Directions for this task - The reply has to contain each record exactly as written.

Records for the task -
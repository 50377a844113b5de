// Copyright 2025 John Brosnihan
//
// Licensed under the Apache License, Version 2.0 (the "License");
// you may not use this file except in compliance with the License.
// You may obtain a copy of the License at
//
//     http://www.apache.org/licenses/LICENSE-2.0
//
// Unless required by applicable law or agreed to in writing, software
// distributed under the License is distributed on an "AS IS" BASIS,
// WITHOUT WARRANTIES OR CONDITIONS OF ANY KIND, either express or implied.
// See the License for the specific language governing permissions and
// limitations under the License.
//! Engine
//!
//! Each frame an engine reads the throttle level and the aggregate fuel
//! availability. When both allow it, it requests a continuous force of
//! `direction × throttle × max_thrust` on its body and books
//! `fuel_consumption_rate × throttle × dt` of fuel demand for the tanks to
//! draw later in the same frame.
//!
//! Fuel availability is sampled once before the engines run, so an engine
//! either fires for the whole frame or not at all.

use crate::ecs::{Component, UpdateContext};
use crate::physics::ApplyMode;
use glam::DVec3;

/// Default thrust direction in body space
pub const DEFAULT_THRUST_DIRECTION: DVec3 = DVec3::Y;

/// Engine of one part
#[derive(Debug, Clone, PartialEq)]
pub struct ThrustComponent {
    max_thrust: f64,
    fuel_consumption_rate: f64,
    direction: DVec3,
    output: DVec3,
}

impl ThrustComponent {
    /// Create an engine pushing along +Y
    ///
    /// Negative or non-finite values are saturated to zero.
    pub fn new(max_thrust: f64, fuel_consumption_rate: f64) -> Self {
        ThrustComponent {
            max_thrust: non_negative(max_thrust, "max thrust"),
            fuel_consumption_rate: non_negative(fuel_consumption_rate, "fuel consumption rate"),
            direction: DEFAULT_THRUST_DIRECTION,
            output: DVec3::ZERO,
        }
    }

    /// Use a different thrust direction (normalised; zero vectors keep +Y)
    pub fn with_direction(mut self, direction: DVec3) -> Self {
        self.direction = direction.try_normalize().unwrap_or(DEFAULT_THRUST_DIRECTION);
        self
    }

    /// Full-throttle force magnitude
    pub fn max_thrust(&self) -> f64 {
        self.max_thrust
    }

    /// Fuel drawn per second at full throttle
    pub fn fuel_consumption_rate(&self) -> f64 {
        self.fuel_consumption_rate
    }

    /// Unit thrust direction
    pub fn direction(&self) -> DVec3 {
        self.direction
    }

    /// Force computed in the last update (zero when the engine did not fire)
    pub fn output(&self) -> DVec3 {
        self.output
    }

    /// Whether the engine fired in the last update
    pub fn is_firing(&self) -> bool {
        self.output != DVec3::ZERO
    }
}

fn non_negative(value: f64, what: &str) -> f64 {
    if value.is_finite() && value >= 0.0 {
        value
    } else {
        log::warn!("invalid {} {}, using 0", what, value);
        0.0
    }
}

impl Component for ThrustComponent {
    fn update(&mut self, ctx: &mut UpdateContext<'_>) {
        let throttle = ctx.throttle.clamp(0.0, 1.0);
        if throttle <= 0.0 || !ctx.has_fuel {
            self.output = DVec3::ZERO;
            return;
        }

        self.output = self.direction * (throttle * self.max_thrust);
        *ctx.fuel_demand += self.fuel_consumption_rate * throttle * ctx.dt;

        if let Some(body) = ctx.body {
            ctx.physics.apply_force(body, self.output, ApplyMode::Continuous);
        }
    }
}

#[cfg(test)]
mod tests {
    use super::*;
    use crate::ecs::Entity;
    use crate::physics::{BodyHandle, PhysicsRequest, RecordingPhysics};

    fn run(
        engine: &mut ThrustComponent,
        throttle: f64,
        has_fuel: bool,
        body: Option<BodyHandle>,
        physics: &mut RecordingPhysics,
    ) -> f64 {
        let mut demand = 0.0;
        let mut ctx = UpdateContext {
            dt: 0.5,
            owner: Entity::new(0, 0),
            body,
            throttle,
            has_fuel,
            fuel_demand: &mut demand,
            physics,
        };
        engine.update(&mut ctx);
        demand
    }

    #[test]
    fn test_fires_proportionally_to_throttle() {
        let mut engine = ThrustComponent::new(20.0, 2.0);
        let mut physics = RecordingPhysics::new();

        let demand = run(&mut engine, 0.5, true, Some(BodyHandle(1)), &mut physics);

        assert_eq!(engine.output(), DVec3::new(0.0, 10.0, 0.0));
        assert_eq!(demand, 0.5); // 2.0 * 0.5 * 0.5
        assert_eq!(
            physics.requests(),
            &[PhysicsRequest::Force {
                body: BodyHandle(1),
                force: DVec3::new(0.0, 10.0, 0.0),
                mode: ApplyMode::Continuous,
            }]
        );
    }

    #[test]
    fn test_no_force_without_fuel() {
        let mut engine = ThrustComponent::new(20.0, 2.0);
        let mut physics = RecordingPhysics::new();

        let demand = run(&mut engine, 1.0, false, Some(BodyHandle(1)), &mut physics);

        assert!(!engine.is_firing());
        assert_eq!(demand, 0.0);
        assert!(physics.requests().is_empty());
    }

    #[test]
    fn test_closed_throttle_clears_previous_output() {
        let mut engine = ThrustComponent::new(20.0, 2.0);
        let mut physics = RecordingPhysics::new();
        run(&mut engine, 1.0, true, None, &mut physics);
        assert!(engine.is_firing());

        run(&mut engine, 0.0, true, None, &mut physics);
        assert_eq!(engine.output(), DVec3::ZERO);
    }

    #[test]
    fn test_without_body_still_books_demand() {
        let mut engine = ThrustComponent::new(4.0, 1.0);
        let mut physics = RecordingPhysics::new();

        let demand = run(&mut engine, 1.0, true, None, &mut physics);

        assert_eq!(demand, 0.5);
        assert!(physics.requests().is_empty());
    }

    #[test]
    fn test_custom_direction_is_normalised() {
        let engine = ThrustComponent::new(1.0, 1.0).with_direction(DVec3::new(0.0, 0.0, -3.0));
        assert_eq!(engine.direction(), DVec3::NEG_Z);

        let fallback = ThrustComponent::new(1.0, 1.0).with_direction(DVec3::ZERO);
        assert_eq!(fallback.direction(), DVec3::Y);
    }

    #[test]
    fn test_invalid_constants_saturate() {
        let engine = ThrustComponent::new(-10.0, f64::NAN);
        assert_eq!(engine.max_thrust(), 0.0);
        assert_eq!(engine.fuel_consumption_rate(), 0.0);
    }
}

Response area -
repository 50377a844113b5de
// Copyright 2025 John Brosnihan
//
// Licensed under the Apache License, Version 2.0 (the "License");
// you may not use this file except in compliance with the License.
// You may obtain a copy of the License at
//
//     http://www.apache.org/licenses/LICENSE-2.0
//
// Unless required by applicable law or agreed to in writing, software
// distributed under the License is distributed on an "AS IS" BASIS,
// WITHOUT WARRANTIES OR CONDITIONS OF ANY KIND, either express or implied.
// See the License for the specific language governing permissions and
// limitations under the License.
//! Engine
//!
//! Each frame an engine reads the throttle level and the aggregate fuel
//! availability. When both allow it, it requests a continuous force of
//! `direction × throttle × max_thrust` on its body and books
//! `fuel_consumption_rate × throttle × dt` of fuel demand for the tanks to
//! draw later in the same frame.
//!
//! Fuel availability is sampled once before the engines run, so an engine
//! either fires for the whole frame or not at all.

use crate::ecs::{Component, UpdateContext};
use crate::physics::ApplyMode;
use glam::DVec3;

/// Default thrust direction in body space
pub const DEFAULT_THRUST_DIRECTION: DVec3 = DVec3::Y;

/// Engine of one part
#[derive(Debug, Clone, PartialEq)]
pub struct ThrustComponent {
    max_thrust: f64,
    fuel_consumption_rate: f64,
    direction: DVec3,
    output: DVec3,
}

impl ThrustComponent {
    /// Create an engine pushing along +Y
    ///
    /// Negative or non-finite values are saturated to zero.
    pub fn new(max_thrust: f64, fuel_consumption_rate: f64) -> Self {
        ThrustComponent {
            max_thrust: non_negative(max_thrust, "max thrust"),
            fuel_consumption_rate: non_negative(fuel_consumption_rate, "fuel consumption rate"),
            direction: DEFAULT_THRUST_DIRECTION,
            output: DVec3::ZERO,
        }
    }

    /// Use a different thrust direction (normalised; zero vectors keep +Y)
    pub fn with_direction(mut self, direction: DVec3) -> Self {
        self.direction = direction.try_normalize().unwrap_or(DEFAULT_THRUST_DIRECTION);
        self
    }

    /// Full-throttle force magnitude
    pub fn max_thrust(&self) -> f64 {
        self.max_thrust
    }

    /// Fuel drawn per second at full throttle
    pub fn fuel_consumption_rate(&self) -> f64 {
        self.fuel_consumption_rate
    }

    /// Unit thrust direction
    pub fn direction(&self) -> DVec3 {
        self.direction
    }

    /// Force computed in the last update (zero when the engine did not fire)
    pub fn output(&self) -> DVec3 {
        self.output
    }

    /// Whether the engine fired in the last update
    pub fn is_firing(&self) -> bool {
        self.output != DVec3::ZERO
    }
}

fn non_negative(value: f64, what: &str) -> f64 {
    if value.is_finite() && value >= 0.0 {
        value
    } else {
        log::warn!("invalid {} {}, using 0", what, value);
        0.0
    }
}

impl Component for ThrustComponent {
    fn update(&mut self, ctx: &mut UpdateContext<'_>) {
        let throttle = ctx.throttle.clamp(0.0, 1.0);
        if throttle <= 0.0 || !ctx.has_fuel {
            self.output = DVec3::ZERO;
            return;
        }

        self.output = self.direction * (throttle * self.max_thrust);
        *ctx.fuel_demand += self.fuel_consumption_rate * throttle * ctx.dt;

        if let Some(body) = ctx.body {
            ctx.physics.apply_force(body, self.output, ApplyMode::Continuous);
        }
    }
}

#[cfg(test)]
mod tests {
    use super::*;
    use crate::ecs::Entity;
    use crate::physics::{BodyHandle, PhysicsRequest, RecordingPhysics};

    fn run(
        engine: &mut ThrustComponent,
        throttle: f64,
        has_fuel: bool,
        body: Option<BodyHandle>,
        physics: &mut RecordingPhysics,
    ) -> f64 {
        let mut demand = 0.0;
        let mut ctx = UpdateContext {
            dt: 0.5,
            owner: Entity::new(0, 0),
            body,
            throttle,
            has_fuel,
            fuel_demand: &mut demand,
            physics,
        };
        engine.update(&mut ctx);
        demand
    }

    #[test]
    fn test_fires_proportionally_to_throttle() {
        let mut engine = ThrustComponent::new(20.0, 2.0);
        let mut physics = RecordingPhysics::new();

        let demand = run(&mut engine, 0.5, true, Some(BodyHandle(1)), &mut physics);

        assert_eq!(engine.output(), DVec3::new(0.0, 10.0, 0.0));
        assert_eq!(demand, 0.5); // 2.0 * 0.5 * 0.5
        assert_eq!(
            physics.requests(),
            &[PhysicsRequest::Force {
                body: BodyHandle(1),
                force: DVec3::new(0.0, 10.0, 0.0),
                mode: ApplyMode::Continuous,
            }]
        );
    }

    #[test]
    fn test_no_force_without_fuel() {
        let mut engine = ThrustComponent::new(20.0, 2.0);
        let mut physics = RecordingPhysics::new();

        let demand = run(&mut engine, 1.0, false, Some(BodyHandle(1)), &mut physics);

        assert!(!engine.is_firing());
        assert_eq!(demand, 0.0);
        assert!(physics.requests().is_empty());
    }

    #[test]
    fn test_closed_throttle_clears_previous_output() {
        let mut engine = ThrustComponent::new(20.0, 2.0);
        let mut physics = RecordingPhysics::new();
        run(&mut engine, 1.0, true, None, &mut physics);
        assert!(engine.is_firing());

        run(&mut engine, 0.0, true, None, &mut physics);
        assert_eq!(engine.output(), DVec3::ZERO);
    }

    #[test]
    fn test_without_body_still_books_demand() {
        let mut engine = ThrustComponent::new(4.0, 1.0);
        let mut physics = RecordingPhysics::new();

        let demand = run(&mut engine, 1.0, true, None, &mut physics);

        assert_eq!(demand, 0.5);
        assert!(physics.requests().is_empty());
    }

    #[test]
    fn test_custom_direction_is_normalised() {
        let engine = ThrustComponent::new(1.0, 1.0).with_direction(DVec3::new(0.0, 0.0, -3.0));
        assert_eq!(engine.direction(), DVec3::NEG_Z);

        let fallback = ThrustComponent::new(1.0, 1.0).with_direction(DVec3::ZERO);
        assert_eq!(fallback.direction(), DVec3::Y);
    }

    #[test]
    fn test_invalid_constants_saturate() {
        let engine = ThrustComponent::new(-10.0, f64::NAN);
        assert_eq!(engine.max_thrust(), 0.0);
        assert_eq!(engine.fuel_consumption_rate(), 0.0);
    }
}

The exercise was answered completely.